Regarding the age groups, differences were observed in the risk of developing WRMSDs related to the polishing task across the various age clusters. All age groups predominantly showed a high percentage of moderate risk: 85.7% in the young workers group (18–34 years old), 57.1% in the intermediate age group (35–44 years old), 50% in the ageing worker group (45–54 years old), and 85.7% in the senior worker group (55–64 years old). In addition, both the 18 to 34 and 55 to 64 age clusters presented 14.3% high risk of developing WRMSDs. More markedly, the 35 to 44 age cluster showed 28.6%, and the 45 to 54 cluster 50% at high risk. The most critical situation was centred on the 35 to 44 age cluster, with 14.3% at very high risk of developing WRMSDs.
Following the comprehensive analysis and assessment of the risk of developing WRMSDs in polishing operators, focusing on a whole-body evaluation, the REBA score results were used to conduct a segmented assessment by anatomical regions (Figure 7). This stratification was enabled by the detailed report provided by the TuMeke application, which, in addition to delivering the overall REBA score, presents the analysis broken down by body segments in accordance with the methodology’s criteria. This feature allows for the identification and interpretation of WRMSD risk levels in each body part, facilitating a more precise assessment aimed at targeted interventions.
The body regions of the neck, trunk, and legs showed higher percentages of low risk levels, followed by lower percentages of negligible risk. Conversely, the lower arm and wrists exhibited higher percentages of negligible risk, followed by low risk percentages. Notably, the body region with the highest risk of developing WRMSDs was the upper arm, presenting moderate risk levels. It is thus concluded that, overall, the body regions with the greatest WRMSD risk were the upper arms, followed by the neck and legs.
Comparing the symptoms reported by operators, previously identified as body areas with the most FDP, with the ergonomic risk assessment by body region, only the upper arms, neck, and trunk can be related as areas of risk for developing WRMSDs. Although the wrists were reported as one of the areas of greatest discomfort, they were not evaluated as a high-risk area in the ergonomic assessment.
The risk analysis and assessment across different body areas was also conducted, comparing genders. Generally, risk percentages followed the same trend in both genders when compared with the total study sample, except for the neck and legs, which showed only low risk (100%) for males. It is important to highlight that for all body regions, women exhibited slightly higher risk percentages, indicating a greater susceptibility to developing WRMSDs compared to men.
Similarly, the risk analysis was carried out considering different age groups (Figure 8). It can be stated that there is no specific pattern of risks associated with any age cluster, but the trends align with those of the overall study sample. However, the highest risks for developing WRMSDs are linked to the upper arm region (moderate risk), especially for the ageing and senior age clusters. Additionally, for all body regions except the neck, the ageing age cluster (45 to 54 years) presents the highest risks of developing WRMSDs.

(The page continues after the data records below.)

use glam::Vec2;

use crate::graph::model::{Constellation, EdgeKind};
use crate::util::config::EngineConfig;

/// Advance the force-directed layout by one frame.
///
/// Three forces act per step: inverse-square repulsion between nearby
/// pairs, a spring along temporal edges, and a weak pull toward the
/// origin. Velocities damp every step so the layout settles instead of
/// oscillating. A pinned node (the one under the pointer) is excluded
/// from integration entirely; its position belongs to the pointer.
///
/// `dt` is the wall-clock frame delta in seconds. Displacement scales
/// with it, normalized to a 60 fps baseline and clamped so a stalled
/// frame cannot fling nodes across the world.
pub fn step(graph: &mut Constellation, cfg: &EngineConfig, pinned: Option<usize>, dt: f32) {
    let n = graph.nodes.len();
    if n == 0 {
        return;
    }
    let scale = (dt * 60.0).clamp(0.25, 3.0);
    let mut forces = vec![Vec2::ZERO; n];

    let reach = 2.0 * cfg.connection_distance;
    for a in 0..n {
        for b in (a + 1)..n {
            let delta = graph.nodes[b].position - graph.nodes[a].position;
            // Distance floor keeps coincident nodes from producing an
            // unnormalizable direction or an unbounded force.
            let dist = delta.length().max(1.0);
            if dist >= reach {
                continue;
            }
            let push = cfg.repulsion / (dist * dist);
            let dir = delta / dist;
            forces[a] -= dir * push;
            forces[b] += dir * push;
        }
    }

    // Semantic edges are display-only; springs act on temporal ones.
    for edge in &graph.edges {
        if edge.kind != EdgeKind::Temporal {
            continue;
        }
        let delta = graph.nodes[edge.target].position - graph.nodes[edge.source].position;
        let dist = delta.length().max(1.0);
        // Strength is a display weight; the pull depends only on the
        // stretch past rest length.
        let stretch = dist - cfg.spring_rest_length;
        let pull = cfg.spring * stretch;
        let dir = delta / dist;
        forces[edge.source] += dir * pull;
        forces[edge.target] -= dir * pull;
    }

    for (i, node) in graph.nodes.iter_mut().enumerate() {
        if pinned == Some(i) {
            continue;
        }
        let force = forces[i] - node.position * cfg.gravity;
        node.velocity = (node.velocity + force) * cfg.damping;
        node.position += node.velocity * scale;
    }
}
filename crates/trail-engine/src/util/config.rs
use anyhow::Context;
use directories::ProjectDirs;
use serde::{Deserialize, Serialize};
use std::fs;
use std::path::{Path, PathBuf};
use trail_core::TimeRange;

use crate::graph::model::NodeMode;

/// Engine tuning knobs, persisted as TOML in the platform config dir.
/// Every field has a default so a partial (or missing) file still
/// yields a working engine.
#[derive(Debug, Clone, PartialEq, Serialize, Deserialize)]
#[serde(default)]
pub struct EngineConfig {
    pub node_mode: NodeMode,
    pub default_time_range: TimeRange,

    /// Node radius bounds in world units.
    pub node_size_min: f32,
    pub node_size_max: f32,

    /// Repulsion acts within twice this distance.
    pub connection_distance: f32,
    pub repulsion: f32,
    pub spring: f32,
    pub spring_rest_length: f32,
    pub gravity: f32,
    pub damping: f32,

    pub temporal_window_ms: i64,
    pub semantic_window_ms: i64,
    pub semantic_threshold: f32,
    pub wormhole_window_ms: i64,

    pub zoom_min: f32,
    pub zoom_max: f32,
    /// World-space spiral placement for newly created nodes.
    pub spiral_angle_step: f32,
    pub spiral_base_radius: f32,
    pub spiral_radius_step: f32,
    pub placement_jitter: f32,

    /// Milliseconds between replay steps.
    pub replay_step_ms: u64,
    /// A journey summary fires every this many replay steps.
    pub summary_interval: usize,
    /// Opacity for nodes ahead of the replay cursor.
    pub dimmed_opacity: f32,

    /// Fixed seed for placement jitter and the placeholder proximity;
    /// `None` seeds from entropy.
    #[serde(skip_serializing_if = "Option::is_none")]
    pub rng_seed: Option<u64>,
}

impl Default for EngineConfig {
    fn default() -> Self {
        Self {
            node_mode: NodeMode::PerDomain,
            default_time_range: TimeRange::Day,
            node_size_min: 6.0,
            node_size_max: 30.0,
            connection_distance: 150.0,
            repulsion: 200.0,
            spring: 0.05,
            spring_rest_length: 80.0,
            gravity: 0.001,
            damping: 0.9,
            temporal_window_ms: 10 * 60 * 1000,
            semantic_window_ms: 60 * 60 * 1000,
            semantic_threshold: 0.6,
            wormhole_window_ms: 5 * 60 * 1000,
            zoom_min: 0.1,
            zoom_max: 5.0,
            spiral_angle_step: 0.5,
            spiral_base_radius: 50.0,
            spiral_radius_step: 10.0,
            placement_jitter: 25.0,
            replay_step_ms: 50,
            summary_interval: 5,
            dimmed_opacity: 0.2,
            rng_seed: None,
        }
    }
}

fn config_file_path() -> Option<PathBuf> {
    let proj = ProjectDirs::from("", "", "trail")?;
    Some(proj.config_dir().join("engine.toml"))
}

pub fn load_or_default() -> EngineConfig {
    let Some(path) = config_file_path() else {
        return EngineConfig::default();
    };
    load_or_default_from_path(&path)
}

fn load_or_default_from_path(path: &Path) -> EngineConfig {
    let Ok(contents) = fs::read_to_string(path) else {
        return EngineConfig::default();
    };
    toml::from_str(&contents).unwrap_or_else(|_| EngineConfig::default())
}

pub fn save(cfg: &EngineConfig) -> anyhow::Result<()> {
    let Some(path) = config_file_path() else {
        return Err(anyhow::anyhow!("no config directory available"));
    };
    save_to_path(cfg, &path)
}

fn save_to_path(cfg: &EngineConfig, path: &Path) -> anyhow::Result<()> {
    if let Some(parent) = path.parent() {
        fs::create_dir_all(parent)
            .with_context(|| format!("failed to create config directory {}", parent.display()))?;
    }
    let data = toml::to_string_pretty(cfg).context("failed to serialize engine config")?;
    fs::write(path, data)
        .with_context(|| format!("failed to write engine config {}", path.display()))?;
    Ok(())
}
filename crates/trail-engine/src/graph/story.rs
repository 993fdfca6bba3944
use rand::rngs::StdRng;
use rand::Rng;
use trail_core::{Category, HistoryRecord};

/// How many trailing records a journey summary looks at.
const RECENT_WINDOW: usize = 5;

const CONNECTORS: [&str; 5] = [
    "explored",
    "discovered",
    "ventured into",
    "journeyed through",
    "navigated",
];

/// Narrate the most recent stretch of the journey. Returns `None` when
/// the window holds fewer than two distinct domains; a story needs a
/// departure and an arrival.
pub fn journey_summary(records: &[HistoryRecord], rng: &mut StdRng) -> Option<String> {
    let start = records.len().saturating_sub(RECENT_WINDOW);
    let mut domains: Vec<String> = Vec::new();
    for rec in &records[start..] {
        let key = rec.domain_key();
        if key.is_empty() || domains.contains(&key) {
            continue;
        }
        domains.push(key);
    }
    if domains.len() < 2 {
        return None;
    }
    let connector = CONNECTORS[rng.gen_range(0..CONNECTORS.len())];
    Some(format!(
        "You {connector} from {} to {}",
        domains[0],
        domains[domains.len() - 1]
    ))
}

/// One-line caption for a surprising category jump.
pub fn wormhole_text(from: Category, to: Category) -> String {
    format!(
        "Wormhole detected: a sudden jump from {} to {}",
        from.label(),
        to.label()
    )
}
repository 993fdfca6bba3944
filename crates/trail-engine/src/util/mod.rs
pub mod config;
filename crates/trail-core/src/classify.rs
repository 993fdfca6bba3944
use crate::Category;

/// Ordered category pattern table. First match wins, so entry order is
/// part of the contract: `aws.amazon.com` is tech even though
/// `amazon.com` appears under shopping further down.
///
/// Patterns starting with `.` match as a domain suffix (`.edu`);
/// everything else matches case-insensitively inside the domain or the
/// full URL, but only at a label boundary.
pub const CATEGORY_PATTERNS: &[(Category, &[&str])] = &[
    (
        Category::Tech,
        &[
            "github.com",
            "stackoverflow.com",
            "stackoverflow.blog",
            "developer.mozilla.org",
            "docs.google.com",
            "gitlab.com",
            "bitbucket.org",
            "codepen.io",
            "jsfiddle.net",
            "replit.com",
            "vercel.com",
            "netlify.com",
            "aws.amazon.com",
            "azure.microsoft.com",
            "cloud.google.com",
            "digitalocean.com",
            "heroku.com",
        ],
    ),
    (
        Category::Social,
        &[
            "twitter.com",
            "x.com",
            "facebook.com",
            "instagram.com",
            "linkedin.com",
            "reddit.com",
            "tiktok.com",
            "youtube.com",
            "twitch.tv",
            "discord.com",
            "whatsapp.com",
            "telegram.org",
            "snapchat.com",
            "pinterest.com",
        ],
    ),
    (
        Category::News,
        &[
            "cnn.com",
            "bbc.com",
            "reuters.com",
            "apnews.com",
            "npr.org",
            "theguardian.com",
            "nytimes.com",
            "washingtonpost.com",
            "wsj.com",
            "bloomberg.com",
            "techcrunch.com",
            "theverge.com",
            "engadget.com",
            "arstechnica.com",
            "news.ycombinator.com",
        ],
    ),
    (
        Category::Edu,
        &[
            "wikipedia.org",
            "wikimedia.org",
            "khanacademy.org",
            "coursera.org",
            "edx.org",
            "udemy.com",
            "scholar.google.com",
            "jstor.org",
            "arxiv.org",
            "researchgate.net",
            "academia.edu",
            ".edu",
        ],
    ),
    (
        Category::Shopping,
        &[
            "amazon.com",
            "ebay.com",
            "walmart.com",
            "target.com",
            "bestbuy.com",
            "etsy.com",
            "shopify.com",
            "aliexpress.com",
            "alibaba.com",
            "newegg.com",
            "wayfair.com",
            "overstock.com",
        ],
    ),
    (
        Category::Entertainment,
        &[
            "netflix.com",
            "hulu.com",
            "disneyplus.com",
            "hbomax.com",
            "primevideo.com",
            "spotify.com",
            "soundcloud.com",
            "bandcamp.com",
            "crunchyroll.com",
            "funimation.com",
            "imdb.com",
            "letterboxd.com",
        ],
    ),
    (
        Category::Finance,
        &[
            "paypal.com",
            "stripe.com",
            "venmo.com",
            "cash.app",
            "robinhood.com",
            "coinbase.com",
            "binance.com",
            "kraken.com",
            "fidelity.com",
            "schwab.com",
            "vanguard.com",
            "bankofamerica.com",
            "chase.com",
            "wellsfargo.com",
        ],
    ),
];

/// Substring match that only fires at a label boundary: the occurrence
/// must not be preceded by an alphanumeric or `-`. Keeps `x.com` from
/// matching inside `netflix.com` while `aws.amazon.com` still contains
/// `amazon.com` and `?to=spotify.com` still contains `spotify.com`.
fn contains_at_boundary(haystack: &str, needle: &str) -> bool {
    haystack.match_indices(needle).any(|(at, _)| {
        haystack[..at]
            .chars()
            .next_back()
            .map_or(true, |c| !(c.is_ascii_alphanumeric() || c == '-'))
    })
}

fn pattern_matches(pattern: &str, domain: &str, url: &str) -> bool {
    if let Some(suffix) = pattern.strip_prefix('.') {
        domain.ends_with(pattern) || domain == suffix
    } else {
        contains_at_boundary(domain, pattern) || contains_at_boundary(url, pattern)
    }
}

/// Map a domain/URL to its category. Pure and order-sensitive: the
/// first table entry with a matching pattern wins; anything unmatched
/// is `Other`.
pub fn classify(domain: &str, url: &str) -> Category {
    let domain = domain.to_lowercase();
    let url = url.to_lowercase();
    for (category, patterns) in CATEGORY_PATTERNS {
        if patterns.iter().any(|p| pattern_matches(p, &domain, &url)) {
            return *category;
        }
    }
    Category::Other
}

3.3.2. Intra-Sectoral Comparison of Industries

Once again, a comparative analysis was conducted of the WRMSD risk levels derived from ergonomic assessments using the REBA methodology, comparing the data from this study with that of Ref. [4].
For the entire body, both studies indicated a high prevalence of moderate risk for developing WRMSDs, with Ref. [4] showing a higher moderate risk at 88.3%, compared to 70.3% in this study. However, regarding high and very high risk levels, this study revealed 26% and 3.7%, respectively, while Alves et al.’s study [4] reported only 15% high risk, with no very high risk recorded.
In the gender-stratified analysis, women presented higher risks of developing WRMSDs in both studies. Females in this study showed 63.2% moderate risk, 31.5% high risk, and 5.3% very high risk, whereas males showed 87.5% moderate risk and 12.5% high risk, with no very high risk recorded. In Ref. [4], moderate risk was 81.5% for women and 94% for men, with high risk at 18.5% for women and only 3% for men, highlighting greater female susceptibility.
When stratified by age clusters, both studies indicated predominance of moderate risk across all ages, reaching 100% among young workers (18–34 years) in Alves et al.’s [4] and 85.7% in the current study’s sample. The highest percentages of high risk were noted in the intermediate and ageing age groups, particularly in this study, where up to 50% high risk was observed in the 45 to 54 age group. Very high risk reached 14.3% in the 35 to 44 cluster in the total sample and 5% in the intermediate clusters (35–44 years) in Ref. [4], underscoring the vulnerability of more experienced workers.
In summary, both studies reaffirm the high ergonomic risk faced by polishing operators, especially among women and the intermediate and ageing age clusters, highlighting the need for ergonomic interventions that consider differentiated risk profiles by gender and age.

3.4. Correlation Analysis

Spearman’s rank correlation coefficient is a non-parametric measure that assesses the strength and direction of a monotonic relationship between two variables based on their ranks rather than raw values. Unlike Pearson’s correlation, which captures linear associations and is sensitive to outliers and normality assumptions, Spearman’s coefficient is more robust in the presence of outliers and is suitable for nonlinear but monotonic relationships. It ranges from −1, perfect negative monotonic association, to +1, perfect positive monotonic association, with 0 indicating no monotonic relationship [25,26].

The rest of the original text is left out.